PROBLEM DESCRIPTION — How many lines in the listing below hold the word "Destination"? Answer with the number only.

RECORDED INFORMATION: Begin

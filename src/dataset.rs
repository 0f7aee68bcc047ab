//! JSON catalog documents and their loading into a [`MemoryGraph`].
//!
//! ```json
//! {
//!   "items": [{"id": "a", "name": "Alpha", "releaseYear": 1998,
//!              "genres": ["RPG"], "platforms": ["PC"], "developers": [],
//!              "isMultiplayer": false}],
//!   "users": [{"id": "u1", "likes": ["a"], "played": [], "friends": ["u2"]}]
//! }
//! ```

use std::collections::{BTreeMap, BTreeSet};
use std::fs;
use std::path::Path;

use serde::{Deserialize, Serialize};
use tracing::info;

use crate::error::{GraphError, Result};
use crate::gateway::MemoryGraph;
use crate::index::CategoryKind;
use crate::model::{labels, rel, Item, NodeId, PropertyValue};

/// A user and their interactions, keyed by stable ids.
#[derive(Clone, Debug, Default, PartialEq, Eq, Serialize, Deserialize)]
#[serde(rename_all = "camelCase")]
pub struct UserRecord {
    /// Stable user key.
    pub id: String,
    /// Optional display name.
    #[serde(default, skip_serializing_if = "Option::is_none")]
    pub name: Option<String>,
    /// Liked item ids.
    #[serde(default)]
    pub likes: BTreeSet<String>,
    /// Played item ids.
    #[serde(default)]
    pub played: BTreeSet<String>,
    /// Befriended user ids (outgoing `FRIENDS_WITH`).
    #[serde(default)]
    pub friends: BTreeSet<String>,
}

impl UserRecord {
    /// Creates a user without interactions.
    pub fn new(id: impl Into<String>) -> Self {
        Self {
            id: id.into(),
            ..Self::default()
        }
    }
}

/// Items and users making up one catalog.
#[derive(Clone, Debug, Default, PartialEq, Serialize, Deserialize)]
pub struct Dataset {
    /// Catalog items.
    #[serde(default)]
    pub items: Vec<Item>,
    /// Users and their interactions.
    #[serde(default)]
    pub users: Vec<UserRecord>,
}

/// Counts reported after loading a dataset into a graph.
#[derive(Clone, Copy, Debug, Default, PartialEq, Eq, Serialize)]
#[serde(rename_all = "camelCase")]
pub struct LoadSummary {
    /// Item nodes created.
    pub items: usize,
    /// User nodes created.
    pub users: usize,
    /// Distinct category nodes.
    pub categories: usize,
    /// Relationships created.
    pub relationships: usize,
}

impl Dataset {
    /// Parses a JSON document.
    pub fn from_json(contents: &str) -> Result<Self> {
        Ok(serde_json::from_str(contents)?)
    }

    /// Reads and validates a JSON file.
    pub fn load(path: &Path) -> Result<Self> {
        let contents = fs::read_to_string(path).map_err(|err| GraphError::io(path, err))?;
        let dataset = Self::from_json(&contents)?;
        dataset.validate()?;
        Ok(dataset)
    }

    /// Writes the dataset as pretty JSON.
    pub fn save(&self, path: &Path) -> Result<()> {
        let contents = serde_json::to_string_pretty(self)?;
        if let Some(parent) = path.parent().filter(|p| !p.as_os_str().is_empty()) {
            fs::create_dir_all(parent).map_err(|err| GraphError::io(parent, err))?;
        }
        fs::write(path, contents).map_err(|err| GraphError::io(path, err))
    }

    /// Rejects duplicate keys and references to unknown items or users.
    pub fn validate(&self) -> Result<()> {
        let mut items = BTreeSet::new();
        for item in &self.items {
            if item.id.trim().is_empty() {
                return Err(GraphError::InvalidDataset("item with an empty id".into()));
            }
            if !items.insert(item.id.as_str()) {
                return Err(GraphError::InvalidDataset(format!(
                    "duplicate item id '{}'",
                    item.id
                )));
            }
        }
        let mut users = BTreeSet::new();
        for user in &self.users {
            if !users.insert(user.id.as_str()) {
                return Err(GraphError::InvalidDataset(format!(
                    "duplicate user id '{}'",
                    user.id
                )));
            }
        }
        for user in &self.users {
            for item in user.likes.iter().chain(&user.played) {
                if !items.contains(item.as_str()) {
                    return Err(GraphError::InvalidDataset(format!(
                        "user '{}' references unknown item '{item}'",
                        user.id
                    )));
                }
            }
            for friend in &user.friends {
                if !users.contains(friend.as_str()) {
                    return Err(GraphError::InvalidDataset(format!(
                        "user '{}' befriends unknown user '{friend}'",
                        user.id
                    )));
                }
            }
        }
        Ok(())
    }

    /// Validates and loads the dataset into a fresh graph.
    pub fn into_graph(&self) -> Result<MemoryGraph> {
        let graph = MemoryGraph::new();
        self.load_into(&graph)?;
        Ok(graph)
    }

    /// Validates and appends the dataset to `graph`. Category nodes are
    /// merged by name.
    pub fn load_into(&self, graph: &MemoryGraph) -> Result<LoadSummary> {
        self.validate()?;
        let mut summary = LoadSummary::default();
        let mut item_nodes: BTreeMap<&str, NodeId> = BTreeMap::new();
        let mut categories: BTreeSet<(CategoryKind, &str)> = BTreeSet::new();

        for item in &self.items {
            let node = graph.add_node(
                [labels::ITEM],
                [
                    ("id", PropertyValue::from(item.id.as_str())),
                    ("name", PropertyValue::from(item.name.as_str())),
                    ("releaseYear", PropertyValue::from(item.release_year)),
                    ("isMultiplayer", PropertyValue::from(item.is_multiplayer)),
                ],
            );
            item_nodes.insert(&item.id, node);
            summary.items += 1;

            for (kind, names) in [
                (CategoryKind::Genre, &item.genres),
                (CategoryKind::Platform, &item.platforms),
                (CategoryKind::Developer, &item.developers),
            ] {
                for name in names {
                    let category = graph.merge_node(kind.label(), "name", name);
                    graph.add_edge(node, category, kind.relationship())?;
                    categories.insert((kind, name.as_str()));
                    summary.relationships += 1;
                }
            }
        }

        let mut user_nodes: BTreeMap<&str, NodeId> = BTreeMap::new();
        for user in &self.users {
            let mut props = vec![("id", PropertyValue::from(user.id.as_str()))];
            if let Some(name) = &user.name {
                props.push(("name", PropertyValue::from(name.as_str())));
            }
            user_nodes.insert(&user.id, graph.add_node([labels::USER], props));
            summary.users += 1;
        }

        for user in &self.users {
            let Some(&from) = user_nodes.get(user.id.as_str()) else {
                continue;
            };
            for (targets, relationship) in [(&user.likes, rel::LIKES), (&user.played, rel::PLAYED)]
            {
                for target in targets {
                    if let Some(&to) = item_nodes.get(target.as_str()) {
                        graph.add_edge(from, to, relationship)?;
                        summary.relationships += 1;
                    }
                }
            }
            for friend in &user.friends {
                if let Some(&to) = user_nodes.get(friend.as_str()) {
                    graph.add_edge(from, to, rel::FRIENDS_WITH)?;
                    summary.relationships += 1;
                }
            }
        }

        summary.categories = categories.len();
        info!(
            items = summary.items,
            users = summary.users,
            categories = summary.categories,
            relationships = summary.relationships,
            "dataset loaded"
        );
        Ok(summary)
    }
}
//! Command-line front end for the game recommender.
#![forbid(unsafe_code)]

mod ui;

use std::collections::BTreeSet;
use std::error::Error;
use std::io;
use std::net::{IpAddr, SocketAddr};
use std::path::{Path, PathBuf};

use clap::{Args, CommandFactory, Parser, Subcommand, ValueEnum};
use clap_complete::Shell;
use gamegraph::{
    cli::import_export::{run_export, run_import, ExportConfig, ImportConfig},
    config::AppConfig,
    health::{Check, HealthReport},
    server::{self, ServerOptions},
    telemetry, Dataset, IndexStats, Item, RecommendationService,
};
use time::format_description::well_known::Rfc3339;

use crate::ui::{format_duration, Theme, Ui};

#[derive(Parser, Debug)]
#[command(
    name = "gamegraph",
    version,
    about = "Game recommendations over a property graph",
    disable_help_subcommand = true
)]
struct Cli {
    #[arg(
        long,
        global = true,
        env = "GAMEGRAPH_DATA",
        value_name = "FILE",
        help = "Dataset JSON file (overrides [data].dataset)"
    )]
    data: Option<PathBuf>,

    #[arg(
        long,
        global = true,
        env = "GAMEGRAPH_CONFIG",
        value_name = "FILE",
        help = "Configuration file (defaults to the user config directory)"
    )]
    config: Option<PathBuf>,

    #[arg(
        long,
        global = true,
        value_enum,
        default_value_t = OutputFormat::Text,
        help = "Output format for structured responses"
    )]
    format: OutputFormat,

    #[arg(long, global = true, value_enum, default_value_t = ThemeArg::Auto)]
    theme: ThemeArg,

    #[arg(short, long, global = true, help = "Plain, minimal output")]
    quiet: bool,

    #[arg(
        long,
        global = true,
        env = "GAMEGRAPH_LOG",
        value_name = "FILTER",
        help = "Log filter such as `warn` or `gamegraph=debug`"
    )]
    log: Option<String>,

    #[command(subcommand)]
    command: Command,
}

#[derive(Subcommand, Debug)]
enum Command {
    #[command(about = "Items similar to a seed item")]
    ByGame {
        #[arg(value_name = "GAME_ID")]
        game_id: String,
        #[command(flatten)]
        limit: LimitArgs,
    },

    #[command(about = "Items matching a user's preferred genres and platforms")]
    ByUser {
        #[arg(value_name = "USER_ID")]
        user_id: String,
        #[command(flatten)]
        limit: LimitArgs,
    },

    #[command(about = "Items liked by a user's friends")]
    ByFriends {
        #[arg(value_name = "USER_ID")]
        user_id: String,
        #[command(flatten)]
        limit: LimitArgs,
    },

    #[command(about = "Items liked by users with overlapping likes")]
    SimilarUsers {
        #[arg(value_name = "USER_ID")]
        user_id: String,
        #[command(flatten)]
        limit: LimitArgs,
    },

    #[command(about = "Search items by name")]
    Search {
        #[arg(value_name = "TEXT")]
        query: String,
    },

    #[command(about = "Show one item with its categories")]
    Show {
        #[arg(value_name = "GAME_ID")]
        game_id: String,
    },

    #[command(about = "Check the store and the category index")]
    Health,

    #[command(about = "Show category index statistics")]
    Index {
        #[arg(long, help = "Rebuild the snapshot before reporting")]
        rebuild: bool,
    },

    #[command(about = "Convert items.csv / interactions.csv into a dataset file")]
    Import(ImportCmd),

    #[command(about = "Write the dataset out as CSV files")]
    Export(ExportCmd),

    #[command(about = "Serve the HTTP API")]
    Serve(ServeCmd),

    #[command(about = "Print shell completions")]
    Completions {
        #[arg(value_enum)]
        shell: Shell,
    },
}

#[derive(Args, Debug)]
struct LimitArgs {
    #[arg(
        short = 'n',
        long = "max",
        value_name = "N",
        allow_negative_numbers = true,
        help = "Maximum results (negative values mean none; default from config)"
    )]
    max: Option<i64>,
}

impl LimitArgs {
    fn resolve(&self, service: &RecommendationService) -> usize {
        service.max_results(
            self.max
                .map(|n| usize::try_from(n.max(0)).unwrap_or(usize::MAX)),
        )
    }
}

#[derive(Args, Debug)]
struct ImportCmd {
    #[arg(long, value_name = "FILE", help = "CSV file containing items")]
    items: PathBuf,

    #[arg(long, value_name = "FILE", help = "CSV file containing user interactions")]
    interactions: Option<PathBuf>,

    #[arg(short, long, value_name = "FILE", help = "Dataset JSON to write")]
    output: PathBuf,
}

#[derive(Args, Debug)]
struct ExportCmd {
    #[arg(long, value_name = "FILE", help = "Destination for items")]
    items_out: Option<PathBuf>,

    #[arg(long, value_name = "FILE", help = "Destination for interactions")]
    interactions_out: Option<PathBuf>,
}

#[derive(Args, Debug)]
struct ServeCmd {
    #[arg(long, value_name = "ADDR", help = "Interface to bind (default from config)")]
    host: Option<IpAddr>,

    #[arg(long, help = "Port to bind (default from config)")]
    port: Option<u16>,

    #[arg(
        long = "allow-origin",
        value_name = "ORIGIN",
        help = "Allowed CORS origin; repeat for several (default from config)"
    )]
    allow_origins: Vec<String>,
}

#[derive(Copy, Clone, Debug, Eq, PartialEq, ValueEnum)]
enum OutputFormat {
    Text,
    Json,
}

#[derive(Copy, Clone, Debug, Eq, PartialEq, ValueEnum)]
enum ThemeArg {
    Auto,
    Light,
    Dark,
    Plain,
}

impl From<ThemeArg> for Theme {
    fn from(theme: ThemeArg) -> Self {
        match theme {
            ThemeArg::Auto => Theme::Auto,
            ThemeArg::Light => Theme::Light,
            ThemeArg::Dark => Theme::Dark,
            ThemeArg::Plain => Theme::Plain,
        }
    }
}

#[tokio::main]
async fn main() {
    if let Err(err) = run().await {
        eprintln!("error: {err}");
        std::process::exit(1);
    }
}

async fn run() -> Result<(), Box<dyn Error>> {
    let cli = Cli::parse();
    let default_filter = match cli.command {
        Command::Serve(_) => "info",
        _ => "warn",
    };
    let filter = cli.log.as_deref().unwrap_or(default_filter);
    telemetry::parse_filter(filter)?;
    telemetry::install_tracing_subscriber(filter);

    let ui = Ui::new(cli.theme.into(), cli.quiet);
    let config = AppConfig::load(cli.config.as_deref())?;

    match &cli.command {
        Command::Completions { shell } => {
            clap_complete::generate(*shell, &mut Cli::command(), "gamegraph", &mut io::stdout());
        }
        Command::Import(cmd) => {
            let task = ui.task(format!("Importing {}", cmd.items.display()));
            let (dataset, summary) = run_import(&ImportConfig {
                items: cmd.items.clone(),
                interactions: cmd.interactions.clone(),
            })?;
            dataset.save(&cmd.output)?;
            let elapsed = task.finish();
            ui.success(&format!(
                "Imported {} items, {} users and {} interactions into {} in {}",
                summary.items_imported,
                summary.users,
                summary.interactions_imported,
                cmd.output.display(),
                format_duration(elapsed)
            ));
        }
        Command::Export(cmd) => {
            let dataset = Dataset::load(&dataset_path(&cli, &config)?)?;
            let summary = run_export(
                &dataset,
                &ExportConfig {
                    items_out: cmd.items_out.clone(),
                    interactions_out: cmd.interactions_out.clone(),
                },
            )?;
            ui.success(&format!(
                "Exported {} items and {} interactions",
                summary.items_exported, summary.interactions_exported
            ));
        }
        Command::Serve(cmd) => {
            let service = open_service(&cli, &config, &ui)?;
            let host = match cmd.host {
                Some(host) => host,
                None => config.server.socket_addr()?.ip(),
            };
            let options = ServerOptions {
                addr: SocketAddr::new(host, cmd.port.unwrap_or(config.server.port)),
                allow_origins: if cmd.allow_origins.is_empty() {
                    config.server.allow_origins.clone()
                } else {
                    cmd.allow_origins.clone()
                },
            };
            ui.info(&format!("Listening on http://{}", options.addr));
            if let Err(err) = server::serve(service, options).await {
                eprintln!("server terminated: {err}");
                return Err(Box::new(err));
            }
        }
        command => {
            let service = open_service(&cli, &config, &ui)?;
            run_query(command, &service, cli.format, &ui)?;
        }
    }

    Ok(())
}

fn run_query(
    command: &Command,
    service: &RecommendationService,
    format: OutputFormat,
    ui: &Ui,
) -> Result<(), Box<dyn Error>> {
    match command {
        Command::ByGame { game_id, limit } => {
            let recs = service.recommend_by_item(game_id, limit.resolve(service))?;
            emit(format, &recs, || {
                ui.ranking(&format!("Similar to {game_id}"), &recs)
            })?;
        }
        Command::ByUser { user_id, limit } => {
            let recs = service.recommend_by_user(user_id, limit.resolve(service))?;
            emit(format, &recs, || {
                ui.ranking(&format!("Picks for {user_id}"), &recs)
            })?;
        }
        Command::ByFriends { user_id, limit } => {
            let recs = service.recommend_by_friends(user_id, limit.resolve(service))?;
            emit(format, &recs, || {
                ui.ranking(&format!("Liked by friends of {user_id}"), &recs)
            })?;
        }
        Command::SimilarUsers { user_id, limit } => {
            let recs = service.recommend_by_similar_users(user_id, limit.resolve(service))?;
            emit(format, &recs, || {
                ui.ranking(&format!("Liked by users similar to {user_id}"), &recs)
            })?;
        }
        Command::Search { query } => {
            let hits = service.search(query)?;
            emit(format, &hits, || {
                ui.list(
                    &format!("Matches for '{query}'"),
                    hits.iter().map(|hit| match hit.release_year {
                        Some(year) if year > 0 => format!("{} [{}] ({year})", hit.name, hit.id),
                        _ => format!("{} [{}]", hit.name, hit.id),
                    }),
                )
            })?;
        }
        Command::Show { game_id } => match service.fetch_item(game_id)? {
            Some(item) => emit(format, &item, || print_item(ui, &item))?,
            None => return Err(format!("game '{game_id}' not found").into()),
        },
        Command::Health => {
            let report = service.health();
            emit(format, &report, || print_health(ui, &report))?;
            if !report.is_serving() {
                std::process::exit(2);
            }
        }
        Command::Index { rebuild } => {
            let stats = if *rebuild {
                service.rebuild_index()?
            } else {
                service.index_stats()
            };
            emit(format, &stats, || print_index(ui, &stats))?;
        }
        Command::Import(_)
        | Command::Export(_)
        | Command::Serve(_)
        | Command::Completions { .. } => {}
    }
    Ok(())
}

fn dataset_path(cli: &Cli, config: &AppConfig) -> Result<PathBuf, Box<dyn Error>> {
    cli.data
        .clone()
        .or_else(|| config.data.dataset.clone())
        .ok_or_else(|| "no dataset given: pass --data or set [data].dataset in the config".into())
}

fn open_service(
    cli: &Cli,
    config: &AppConfig,
    ui: &Ui,
) -> Result<RecommendationService, Box<dyn Error>> {
    let path = dataset_path(cli, config)?;
    let task = ui.task(format!("Loading {}", display_name(&path)));
    let dataset = Dataset::load(&path)?;
    let service = RecommendationService::from_dataset(&dataset, config.recommender.clone())?;
    task.finish();
    Ok(service)
}

fn display_name(path: &Path) -> String {
    path.file_name()
        .map(|name| name.to_string_lossy().into_owned())
        .unwrap_or_else(|| path.display().to_string())
}

fn emit<T, F>(format: OutputFormat, value: &T, printer: F) -> Result<(), Box<dyn Error>>
where
    T: serde::Serialize,
    F: FnOnce(),
{
    match format {
        OutputFormat::Json => {
            let json = serde_json::to_string_pretty(value)?;
            println!("{json}");
        }
        OutputFormat::Text => printer(),
    }
    Ok(())
}

fn joined(values: &BTreeSet<String>) -> String {
    if values.is_empty() {
        "-".to_string()
    } else {
        values.iter().cloned().collect::<Vec<_>>().join(", ")
    }
}

fn print_item(ui: &Ui, item: &Item) {
    let year = if item.release_year > 0 {
        item.release_year.to_string()
    } else {
        "-".to_string()
    };
    ui.section(
        &item.name,
        [
            ("id", item.id.clone()),
            ("released", year),
            ("multiplayer", item.is_multiplayer.to_string()),
            ("genres", joined(&item.genres)),
            ("platforms", joined(&item.platforms)),
            ("developers", joined(&item.developers)),
        ],
    );
}

fn print_health(ui: &Ui, report: &HealthReport) {
    let rows: Vec<(&str, String)> = report
        .checks
        .iter()
        .map(|check| match check {
            Check::Store { source, healthy } => ("store", status_text(*healthy, source)),
            Check::IndexAge {
                seconds,
                threshold,
                healthy,
            } => (
                "index age",
                status_text(*healthy, &format!("{seconds}s (limit {threshold}s)")),
            ),
            Check::IndexPopulated { entries, healthy } => (
                "index entries",
                status_text(*healthy, &entries.to_string()),
            ),
        })
        .collect();
    ui.section(&format!("Health: {:?}", report.status).to_lowercase(), rows);
    if !report.is_healthy() {
        ui.warn("some checks failed");
    }
}

fn status_text(healthy: bool, detail: &str) -> String {
    format!("{} {detail}", if healthy { "ok" } else { "FAIL" })
}

fn print_index(ui: &Ui, stats: &IndexStats) {
    let built_at = stats
        .built_at
        .format(&Rfc3339)
        .unwrap_or_else(|_| stats.built_at.to_string());
    ui.section(
        "Category index",
        [
            ("genres", stats.genres.to_string()),
            ("platforms", stats.platforms.to_string()),
            ("developers", stats.developers.to_string()),
            ("entries", stats.entries.to_string()),
            ("built at", built_at),
        ],
    );
}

RECORDED INFORMATION: End

SOLVED EXERCISE — 2